If your work requires you to be on the go or you have inconsistent eating habits during the day (ex. lunch can be at noon and other days it may be at 3pm) you need to create a meal plan that works with your schedule. Rather than eating breakfast at 8am and lunch at 3pm, create mini-meals and snacks so that you are eating every few hours. If you don't have a long lunch break or have no planning over your lunch break, plan for food options that can be eaten on the go or consumed throughout the day.
My dad works for the VA (he's an optometrist) and he typically eats lunch around the same time everyday. Karel, on the other hand is the general manager of the Trek store. If he is not ordering bikes, bike parts, accessories, etc. for the store, he is likely putting together bikes. When the store is incredible busy he is typically doing tune-ups for walk-in's alongside helping customers. According to the other guys at the shop "Karel is always eating". But for Karel, it works better this way. Rather than eating breakfast and then not knowing when he will eat lunch (or if he even has time for a break) he is better off preparing a bag of food that he can "graze" on throughout the day.
What is your favorite lunch to bring to work (or prepare at home if you work from home)?
A typical day of food for Karel at the Trek Store:
1) Some type of filling sandwich (Karel typically uses the Panini maker): Tofu, 1 egg (Scrambled), 96% fat free deli ham, veggies, cheese and hummus on whole grain pita bread
2) A smaller sandwich for a snack later in the day: typically PB &J. This time it was with apples, natural PB and jelly and sunflower seeds on an english muffin.

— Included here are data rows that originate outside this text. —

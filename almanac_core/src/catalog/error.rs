use thiserror::Error;

pub type Result<T> = std::result::Result<T, Error>;

#[derive(Debug, Error)]
#[non_exhaustive]
pub enum Error {
    #[error("not found: {0}")]
    NotFound(String),

    /// A unique constraint rejected the write. Another writer got there first.
    #[error("unique constraint violated: {constraint}")]
    Conflict { constraint: String },

    #[error("request deadline exceeded")]
    DeadlineExceeded,

    #[error(transparent)]
    Sqlx(#[from] sqlx::Error),

    #[error(transparent)]
    Serde(#[from] serde_json::Error),

    #[error("{message}")]
    Message { message: String },
}

impl Error {
    pub fn message(message: impl Into<String>) -> Self {
        Self::Message {
            message: message.into(),
        }
    }

    pub fn conflict(constraint: impl Into<String>) -> Self {
        Self::Conflict {
            constraint: constraint.into(),
        }
    }

    pub fn is_conflict(&self) -> bool {
        matches!(self, Self::Conflict { .. })
    }

    pub fn is_transient(&self) -> bool {
        matches!(self, Self::DeadlineExceeded | Self::Sqlx(_))
    }
}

3) Chocolate: gotta have something sweet during the day and it may as well be good for you too. Around 1 ounce dark chocolate.
4) Low-fat yogurt: this is a must, everyday.
5) Veggies/fruit: whole fruit or cut fruit like apples, oranges, bananas, grapes, peaches, etc. Baby carrots and celery are easy to snack on when he is working (not with greasy hands, of course :)
6) Nuts: great to snack on during the day. Today it was sunflower seeds on his sandwich.